Entre os que responderam ter interrompido o plano de expansão, 64% afirmaram que tiveram que tomar essa decisão devido a outros motivos não relacionados à adoção do home office.
Por isso, na visão de Andrade, a adoção do home office não significa o fim dos escritórios ou do ambiente de trabalho físico. “Dos entrevistados, 91% afirmaram ter sofrido algum impacto econômico devido à crise sanitária e acredito que essa tenha sido a principal razão das empresas que devolveram escritórios terem tomado essa ação – e não o novo modelo à distância como era possível supor meses atrás”, diz.
Distanciamento
Andrade ressalta também que, com os protocolos de segurança e de distanciamento, o mesmo espaço que as empresas tinham antes, hoje comporta menos profissionais trabalhando juntos. Segundo ele, a tendência daqui para frente é que o adensamento nos escritórios diminua – o que pode exigir mais espaço físico a fim de cumprir as regras de segurança.
“Segundo as normas da cidade de São Paulo hoje é necessário no mínimo 7 metros quadrados para cada pessoa em locais administrativos, contudo com o novo modelo proposto, esta área pode chegar a 10m², criando assim uma maior demanda de espaços para acomodar com mais segurança os colaboradores”, explica Andrade.
Cerca de 40% dos entrevistados afirmaram que possuem atualmente acima de 9 metros quadrados por funcionário em seus escritórios.
Escritórios devolvidos
Ainda que os dados da consultoria mostrem que o impacto nos escritórios de alto padrão foi menos danoso do que se previa, de fato algumas empresas tiveram que devolver imóveis, sobretudo aquelas que tiveram problemas financeiros mais graves e demitiram funcionários ou reduziram o tamanho do negócio em decorrência da crise.
Segundo Andrade, naturalmente, os impactos econômicos forçaram algumas empresas a tomar atitudes mais drásticas – como devolver boa parte de seus escritórios no auge da crise por não enxergar outras soluções.
Recentemente, Carlos Martins, sócio e gestor responsável por fundos imobiliários na Kinea Investimentos, afirmou em entrevista ao InfoMoney que “setores com uma retomada mais lenta, que entraram no modo de ‘sobrevivência’, ainda podem mandar a equipe embora”, então, no curto prazo, algumas empresas como as do segmento de serviços podem ficar menores – e consequentemente reduzir seus espaços físicos.
Mas Andrade explica que a devolução de lajes corporativas pode ser muito custosa e é mais um alerta para as empresas que estão considerando essa opção a fim de reduzir custos e apostando no home office como modelo definitivo.
“Houve uma euforia inicial.
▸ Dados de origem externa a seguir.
//! Single-consumer work queue.
//!
//! RPC handlers push [`WorkItem`]s into an unbounded FIFO channel; one
//! dedicated OS thread drains it, runs the synthetic workload for each item
//! and resolves the item's completion signal. The queue is deliberately
//! unbounded: a bounded queue would convert pressure into rejections and
//! hide the saturation the harness exists to measure, so pressure is
//! observable as queue-wait time instead.
//!
//! Each item carries five microsecond stamps (client send, server arrival,
//! enqueue, dequeue, complete) and the queue depth it saw when it was
//! enqueued. The handler and the worker write disjoint fields, so no lock
//! protects an item; counters shared across both sides are atomics.
//!
//! The consumer is an OS thread, not a runtime task: the workload busy-waits
//! by contract, and a spin loop parked on a runtime worker would distort
//! every latency the harness measures. A crash of the consumer is fatal to
//! the process; there is no retry.

use std::sync::Arc;
use std::sync::Mutex;
use std::sync::atomic::{AtomicBool, AtomicI64, AtomicU64, AtomicUsize, Ordering};
use std::thread;
use std::time::{Duration, Instant};

use serde::{Deserialize, Serialize};
use tokio::sync::{mpsc, oneshot};

use crate::clock;
use crate::workload::{self, DelaySampler, WorkloadSpec};

#[derive(Debug, thiserror::Error, PartialEq, Eq)]
pub enum QueueError {
    /// The queue has been shut down; no new work is accepted.
    #[error("work queue is closed")]
    Closed,
}

/// Immutable snapshot of a work item's server-side stamps, microseconds
/// since the process anchor. A zero field means the stamp was never taken.
#[derive(Debug, Clone, Copy, Default, PartialEq, Eq, Serialize, Deserialize)]
pub struct Timeline {
    pub arrival: i64,
    pub enqueue: i64,
    pub dequeue: i64,
    pub complete: i64,
}

impl Timeline {
    /// Queue residency of the item, if both stamps were taken.
    pub fn queue_wait(&self) -> Option<Duration> {
        (self.enqueue > 0 && self.dequeue > 0)
            .then(|| clock::ticks_between(self.enqueue, self.dequeue))
    }
}

/// Terminal resolution of a work item. Exactly one is sent per item.
#[derive(Debug, Clone, Copy, PartialEq, Eq)]
pub enum ItemOutcome {
    Completed(Timeline),
    CancelledInQueue,
}

/// Caller-side cancellation switch for one queued item.
///
/// The worker reads it exactly once, at dequeue; an item that has already
/// started processing runs to completion regardless.
#[derive(Debug, Clone)]
pub struct CancelHandle(Arc<AtomicBool>);

impl CancelHandle {
    pub fn cancel(&self) {
        self.0.store(true, Ordering::SeqCst);
    }

    pub fn is_cancelled(&self) -> bool {
        self.0.load(Ordering::SeqCst)
    }
}

/// One in-flight server-side unit of work.
#[derive(Debug)]
pub struct WorkItem {
    pub request_id: String,
    pub client_send: i64,
    pub arrival: i64,
    enqueue: i64,
    dequeue: i64,
    complete: i64,
    depth_at_enqueue: u32,
    cancelled: Arc<AtomicBool>,
    done: Option<oneshot::Sender<ItemOutcome>>,
}

impl WorkItem {
    /// Build an item plus the two handles its creator keeps: the
    /// cancellation switch and the completion receiver.
    pub fn new(
        request_id: String,
        client_send: i64,
        arrival: i64,
    ) -> (Self, CancelHandle, oneshot::Receiver<ItemOutcome>) {
        let cancelled = Arc::new(AtomicBool::new(false));
        let (done_tx, done_rx) = oneshot::channel();
        let item = Self {
            request_id,
            client_send,
            arrival,
            enqueue: 0,
            dequeue: 0,
            complete: 0,
            depth_at_enqueue: 0,
            cancelled: Arc::clone(&cancelled),
            done: Some(done_tx),
        };
        (item, CancelHandle(cancelled), done_rx)
    }

    fn resolve(&mut self, outcome: ItemOutcome) {
        if let Some(done) = self.done.take() {
            // The receiver may be gone if the client already gave up.
            let _ = done.send(outcome);
        }
    }

    fn timeline(&self) -> Timeline {
        Timeline {
            arrival: self.arrival,
            enqueue: self.enqueue,
            dequeue: self.dequeue,
            complete: self.complete,
        }
    }
}

#[derive(Debug, Default)]
struct QueueStats {
    peak_depth: AtomicUsize,
    processed: AtomicU64,
    cancelled: AtomicU64,
    max_queue_wait_us: AtomicI64,
}

/// Counters the prober snapshots and resets between concurrency levels.
pub trait QueueTelemetry: Send + Sync {
    fn snapshot(&self) -> ResourceSnapshot;
    fn reset(&self);
}

/// Point-in-time view of the queue counters.
#[derive(Debug, Clone, Copy, Default, PartialEq, Serialize, Deserialize)]
pub struct ResourceSnapshot {
    pub peak_queue_depth: usize,
    pub max_queue_wait: Duration,
    pub processed: u64,
    pub cancelled_in_queue: u64,
}

/// External-server mode has no visibility into the remote queue.
pub struct NoTelemetry;

impl QueueTelemetry for NoTelemetry {
    fn snapshot(&self) -> ResourceSnapshot {
        ResourceSnapshot::default()
    }

    fn reset(&self) {}
}

/// The FIFO channel, its single consumer and the shared counters.
pub struct WorkQueue {
    tx: Mutex<Option<mpsc::UnboundedSender<WorkItem>>>,
    depth: AtomicUsize,
    stats: QueueStats,
    worker: Mutex<Option<thread::JoinHandle<()>>>,
}

impl WorkQueue {
    /// Create the queue and launch its consumer thread.
    pub fn start(spec: WorkloadSpec) -> Arc<Self> {
        let (tx, rx) = mpsc::unbounded_channel();
        let queue = Arc::new(Self {
            tx: Mutex::new(Some(tx)),
            depth: AtomicUsize::new(0),
            stats: QueueStats::default(),
            worker: Mutex::new(None),
        });
        let handle = thread::Builder::new()
            .name("queue-worker".into())
            .spawn({
                let queue = Arc::clone(&queue);
                move || worker_loop(&queue, rx, DelaySampler::new(spec))
            })
            .expect("spawn queue worker thread");
        *queue.worker.lock().expect("queue worker lock") = Some(handle);
        queue
    }

    /// Stamp and push one item; returns the depth it saw ahead of itself.
    ///
    /// Non-blocking: the channel is unbounded, so pressure becomes wait time
    /// rather than rejection.
    pub fn enqueue(&self, mut item: WorkItem) -> Result<u32, QueueError> {
        let tx = self.tx.lock().expect("queue sender lock");
        let tx = tx.as_ref().ok_or(QueueError::Closed)?;
        item.enqueue = clock::ticks_now();
        let ahead = self.depth.fetch_add(1, Ordering::SeqCst);
        let depth = ahead as u32;
        item.depth_at_enqueue = depth;
        self.stats.peak_depth.fetch_max(ahead + 1, Ordering::SeqCst);
        if tx.send(item).is_err() {
            self.depth.fetch_sub(1, Ordering::SeqCst);
            return Err(QueueError::Closed);
        }
        Ok(depth)
    }

    pub fn depth(&self) -> usize {
        self.depth.load(Ordering::SeqCst)
    }

    pub fn peak_depth(&self) -> usize {
        self.stats.peak_depth.load(Ordering::SeqCst)
    }

    pub fn processed_count(&self) -> u64 {
        self.stats.processed.load(Ordering::SeqCst)
    }

    pub fn cancelled_count(&self) -> u64 {
        self.stats.cancelled.load(Ordering::SeqCst)
    }

    pub fn max_queue_wait(&self) -> Duration {
        Duration::from_micros(self.stats.max_queue_wait_us.load(Ordering::SeqCst).max(0) as u64)
    }

    /// Zero the four counters. Safe between probe levels: items already in
    /// the channel are neither drained nor reordered. Idempotent.
    pub fn reset_stats(&self) {
        self.stats.peak_depth.store(0, Ordering::SeqCst);
        self.stats.processed.store(0, Ordering::SeqCst);
        self.stats.cancelled.store(0, Ordering::SeqCst);
        self.stats.max_queue_wait_us.store(0, Ordering::SeqCst);
    }

    /// Close the producer side and give the consumer `grace` to drain.
    ///
    /// Past the grace period the thread is detached rather than joined; it
    /// exits on its own once the channel empties.
    pub fn shutdown(&self, grace: Duration) {
        self.tx.lock().expect("queue sender lock").take();
        let handle = self.worker.lock().expect("queue worker lock").take();
        if let Some(handle) = handle {
            let deadline = Instant::now() + grace;
            while !handle.is_finished() && Instant::now() < deadline {
                thread::sleep(Duration::from_millis(5));
            }
            if handle.is_finished() {
                let _ = handle.join();
            }
        }
    }
}

impl QueueTelemetry for WorkQueue {
    fn snapshot(&self) -> ResourceSnapshot {
        ResourceSnapshot {
            peak_queue_depth: self.peak_depth(),
            max_queue_wait: self.max_queue_wait(),
            processed: self.processed_count(),
            cancelled_in_queue: self.cancelled_count(),
        }
    }

    fn reset(&self) {
        self.reset_stats();
    }
}

/// Consumer loop: runs until the producer side closes.
///
/// Cancellation is checked exactly once per item, at dequeue. An item that
/// passes that check runs to completion even if its client has since given
/// up: the synthetic work is short, and preempting it would add scheduling
/// noise to the measurements.
fn worker_loop(
    queue: &WorkQueue,
    mut rx: mpsc::UnboundedReceiver<WorkItem>,
    mut sampler: DelaySampler,
) {
    while let Some(mut item) = rx.blocking_recv() {
        queue.depth.fetch_sub(1, Ordering::SeqCst);
        if item.cancelled.load(Ordering::SeqCst) {
            queue.stats.cancelled.fetch_add(1, Ordering::SeqCst);
            item.resolve(ItemOutcome::CancelledInQueue);
            continue;
        }
        item.dequeue = clock::ticks_now();
        let wait_us = item.dequeue.saturating_sub(item.enqueue);
        queue.stats.max_queue_wait_us.fetch_max(wait_us, Ordering::SeqCst);
        workload::execute(sampler.sample());
        item.complete = clock::ticks_now();
        queue.stats.processed.fetch_add(1, Ordering::SeqCst);
        let timeline = item.timeline();
        item.resolve(ItemOutcome::Completed(timeline));
    }
}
Um novo modelo à distância estava dando tão certo em tão pouco tempo que a devolução do espaço físico, que poderia implicar em corte de custos no meio de uma crise, pareceu razoável. Algumas empresas podem, de fato, ter devolvido espaços. Mas esse tipo de movimento precisa de planejamento para não se tornar um erro”, diz.
Para ele, parte das empresas que devolveram seus escritórios não levaram em conta a possibilidade de que poderiam voltar a crescer em 2021, por exemplo, e podem encontrar dificuldade em reaver o espaço no ano que vem.
“A tendência é que o preço das lajes corporativas continue subindo daqui para frente em São Paulo. E de maneira geral, nos centros de negócios a taxa de vacância é bem baixa, tanto em SP, como no Rio. São áreas muito concorridas. Abrir mão de uma localidade, como a Avenida Paulista, por exemplo, pode ser arriscado porque recuperar esse escritório pode não ser possível daqui seis meses ou um ano”, avalia.
Ele ressalta algumas despesas do processo de devolução. “Entregar o espaço antes do fim do contrato, que dura uma média de cinco anos no Brasil, tem custos, como a uma multa pela rescisão, custos de desocupação, que incluem a remoção de mobília e readequação da área para entrega, além do aviso prévio antes da devolução. Fora o novo custo de ocupação da área previamente devolvida ou de uma nova área, caso a empresa queira ampliar seu espaço novamente”, diz.